Veja a coleção Hugo van der GoesHans Memling
Memling une gentileza, devoção, retrato e paisagem distante em uma pintura de grande elegância.
Veja a coleção Hans MemlingHieronymus Bosch
Bosch inventa mundos morais, fantásticos e satíricos onde monstros, pecados e visões se tornam pintura.
Veja a coleção Hieronymus BoschPieter Bruegel, o Velho
Bruegel eleva festivais, camponeses, estações e provérbios à categoria de grandes histórias humanas.
Veja a coleção Pieter Bruegel, o VelhoAlbrecht Durer
Dürer reúne gravura, retrato, teoria, observação científica e humanismo nórdico.
Veja a coleção Albrecht DürerHans Holbein, o Jovem
Holbein dá ao retrato da corte uma precisão fria, intelectual e quase diplomática.
Veja a coleção Hans Holbein, o JovemMatias Grünewald
Grünewald empurra a pintura religiosa para uma intensidade visionária, dolorosa e luminosa.
Veja a coleção Matthias GrünewaldClassificações 11 a 20
Antuérpia, Bruges, França e primeiros naturalismos
Esta seção segue a expansão da língua nórdica: escolas urbanas, retratos franceses, Bruges, Leiden e formas iniciais da paisagem real.
Lucas Cranach, o Velho
Cranach mistura retratos principescos, Reforma, nus mitológicos e linhas elegantes.
Veja a coleção Lucas Cranach, o VelhoAlbrecht Altdorfer
Altdorfer faz da paisagem, da floresta e da luz cósmica protagonistas da pintura.
Veja a coleção Albrecht AltdorferQuentin Metsys
Metsys conecta tradição flamenga, sátira, retrato e humanismo na Antuérpia renascentista.
Veja a coleção Quentin MetsysJoos van Cleve
Joos van Cleve combina retrato, devoção e italianismo com grande delicadeza superficial.
Veja a coleção Joos van CleveGeraldo David
David estende a tradição de Bruges com uma pintura calma, clara e profundamente devocional.
Veja a coleção Gerard DavidLutas Diericas
Bouts dá às figuras uma gravidade silenciosa, construída pela perspectiva, luz e imobilidade.
Veja a coleção Dieric BoutsPetrus Christus
Christus desenvolve uma pintura precisa, espacial e meditativa, herdeira de Van Eyck.
Veja a coleção Petrus ChristusGeertgen tot Sint Jans
Geertgen traz uma emoção íntima, noturna e luminosa aos primórdios da pintura holandesa.
Veja a coleção Geertgen tot Sint JansJean Fouquet
Fouquet conecta precisão nórdica, monumentalidade italiana e elegância francesa.
Veja a coleção Jean FouquetJean Clouet
Clouet dá ao retrato francês uma sobriedade clara, aristocrática e psicológica.
Veja a coleção Jean ClouetClassificações 21 a 30
Cursos de Borgonha, iluminação e oficinas de alemão
As fronteiras entre iluminação, painel, retábulo e gravura permanecem móveis: a arte da corte alemã e as oficinas preparam a modernidade nórdica.
François Clouet
François Clouet refina a arte do retrato da corte, entre o desenho preciso e a presença frágil.

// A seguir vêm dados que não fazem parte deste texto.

//! Integration tests for the leaderboard and bonus endpoints.

mod common;

use axum::http::StatusCode;
use common::{body_json, get, post_json};
use serde_json::json;

// ---------------------------------------------------------------------------
// Score reports
// ---------------------------------------------------------------------------

#[tokio::test]
async fn score_report_appears_in_the_leaderboard() {
    let dir = tempfile::tempdir().unwrap();
    let app = common::build_test_app(dir.path());

    let response = post_json(
        app.clone(),
        "/api/leaderboard",
        json!({"id": "u1", "username": "Bob", "score": 250}),
    )
    .await;
    assert_eq!(response.status(), StatusCode::OK);
    assert_eq!(body_json(response).await, json!({"status": "ok"}));

    let board = body_json(get(app, "/api/leaderboard").await).await;
    assert_eq!(board, json!([{"id": "u1", "username": "Bob", "score": 250}]));
}

#[tokio::test]
async fn lower_rescore_does_not_shrink_the_entry() {
    let dir = tempfile::tempdir().unwrap();
    let app = common::build_test_app(dir.path());

    for (name, score) in [("Bob", 300), ("Robert", 200)] {
        let response = post_json(
            app.clone(),
            "/api/leaderboard",
            json!({"id": "u1", "username": name, "score": score}),
        )
        .await;
        assert_eq!(response.status(), StatusCode::OK);
    }

    let board = body_json(get(app, "/api/leaderboard").await).await;
    assert_eq!(board[0]["score"], 300);
    assert_eq!(board[0]["username"], "Bob");
}

#[tokio::test]
async fn leaderboard_is_sorted_descending() {
    let dir = tempfile::tempdir().unwrap();
    let app = common::build_test_app(dir.path());

    for (id, score) in [("a", 10), ("b", 30), ("c", 20)] {
        post_json(
            app.clone(),
            "/api/leaderboard",
            json!({"id": id, "username": id, "score": score}),
        )
        .await;
    }

    let board = body_json(get(app, "/api/leaderboard").await).await;
    let scores: Vec<i64> = board
        .as_array()
        .unwrap()
        .iter()
        .map(|e| e["score"].as_i64().unwrap())
        .collect();
    assert_eq!(scores, vec![30, 20, 10]);
}

#[tokio::test]
async fn numeric_id_and_string_score_are_coerced() {
    let dir = tempfile::tempdir().unwrap();
    let app = common::build_test_app(dir.path());

    let response = post_json(
        app.clone(),
        "/api/leaderboard",
        json!({"id": 42, "username": "Bob", "score": "250"}),
    )
    .await;
    assert_eq!(response.status(), StatusCode::OK);

    let board = body_json(get(app, "/api/leaderboard").await).await;
    assert_eq!(board[0]["id"], "42");
    assert_eq!(board[0]["score"], 250);
}

#[tokio::test]
async fn malformed_report_is_a_400() {
    let dir = tempfile::tempdir().unwrap();
    let app = common::build_test_app(dir.path());

    let missing = post_json(app.clone(), "/api/leaderboard", json!({"id": "u1"})).await;
    assert_eq!(missing.status(), StatusCode::BAD_REQUEST);
    assert_eq!(body_json(missing).await["error"], "Invalid data");

    let untypeable = post_json(
        app,
        "/api/leaderboard",
        json!({"id": "u1", "username": "Bob", "score": [1, 2]}),
    )
    .await;
    assert_eq!(untypeable.status(), StatusCode::BAD_REQUEST);
    assert_eq!(body_json(untypeable).await["error"], "Invalid data types");
}

// ---------------------------------------------------------------------------
// Bonuses
// ---------------------------------------------------------------------------

#[tokio::test]
async fn bonus_follows_score_div_100() {
    let dir = tempfile::tempdir().unwrap();
    let app = common::build_test_app(dir.path());

    post_json(
        app.clone(),
        "/api/leaderboard",
        json!({"id": "u1", "username": "Bob", "score": 250}),
    )
    .await;

    let bonus = body_json(get(app, "/api/bonuses/u1").await).await;
    assert_eq!(bonus, json!({"count": 2}));
}

#[tokio::test]
async fn bonus_is_clamped_at_10() {
    let dir = tempfile::tempdir().unwrap();
    let app = common::build_test_app(dir.path());

    post_json(
        app.clone(),
        "/api/leaderboard",
        json!({"id": "u1", "username": "Bob", "score": 999_999}),
    )
    .await;

    let bonus = body_json(get(app, "/api/bonuses/u1").await).await;
    assert_eq!(bonus, json!({"count": 10}));
}

#[tokio::test]
async fn unknown_user_has_zero_bonus() {
    let dir = tempfile::tempdir().unwrap();
    let app = common::build_test_app(dir.path());

    let bonus = body_json(get(app, "/api/bonuses/nobody").await).await;
    assert_eq!(bonus, json!({"count": 0}));
}

#[tokio::test]
async fn stale_ledger_entry_reads_as_zero() {
    let dir = tempfile::tempdir().unwrap();
    let data_dir = dir.path().join("data");
    std::fs::create_dir_all(&data_dir).unwrap();
    std::fs::write(
        data_dir.join("bonuses.json"),
        serde_json::to_vec_pretty(&json!([
            {"id": "u1", "date": "2000-01-01", "count": 7}
        ]))
        .unwrap(),
    )
    .unwrap();

    let app = common::build_test_app(dir.path());
    let bonus = body_json(get(app, "/api/bonuses/u1").await).await;
    assert_eq!(bonus, json!({"count": 0}));
}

Veja a coleção François ClouetJean Malouel
Malouel incorpora a transição da Borgonha entre os refinamentos góticos internacionais e os primeiros refinamentos nórdicos.
Veja a coleção Jean MalouelMelchior Broederlam
Broederlam prepara a pintura flamenga através de sua arquitetura, cores e histórias preciosas.
Veja a coleção Melchior BroederlamJacquemart de Hesdin
Jacquemart de Hesdin mostra como a iluminação, o namoro e o naturalismo prepararam o Renascimento do Norte.
Veja a coleção Jacquemart de HesdinSimão Marmion
Marmion une miniatura, painel, narração e cor no mundo franco-flamengo.
Veja a coleção Simon MarmionMichael Pacher
Pacher combina escultura, retábulo, perspectiva italiana e expressividade nórdica.
Veja a coleção Michael PacherMartin Schongauer
Schongauer influencia todo o Norte da Europa com suas elegantes gravuras e pinturas religiosas.
Veja a coleção Martin SchongauerMichael Wolgemut
Wolgemut, mestre de Dürer, conecta oficina, retábulo, gravura e cultura visual de Nuremberg.
Veja a coleção Michael WolgemutHans Pleydenwurff
Pleydenwurff participa na renovação do retábulo alemão pela profundidade, emoção e cor.
Veja a coleção Hans PleydenwurffKonrad Witz
Witz dá à paisagem e à luz reais um lugar inicial na pintura alpina.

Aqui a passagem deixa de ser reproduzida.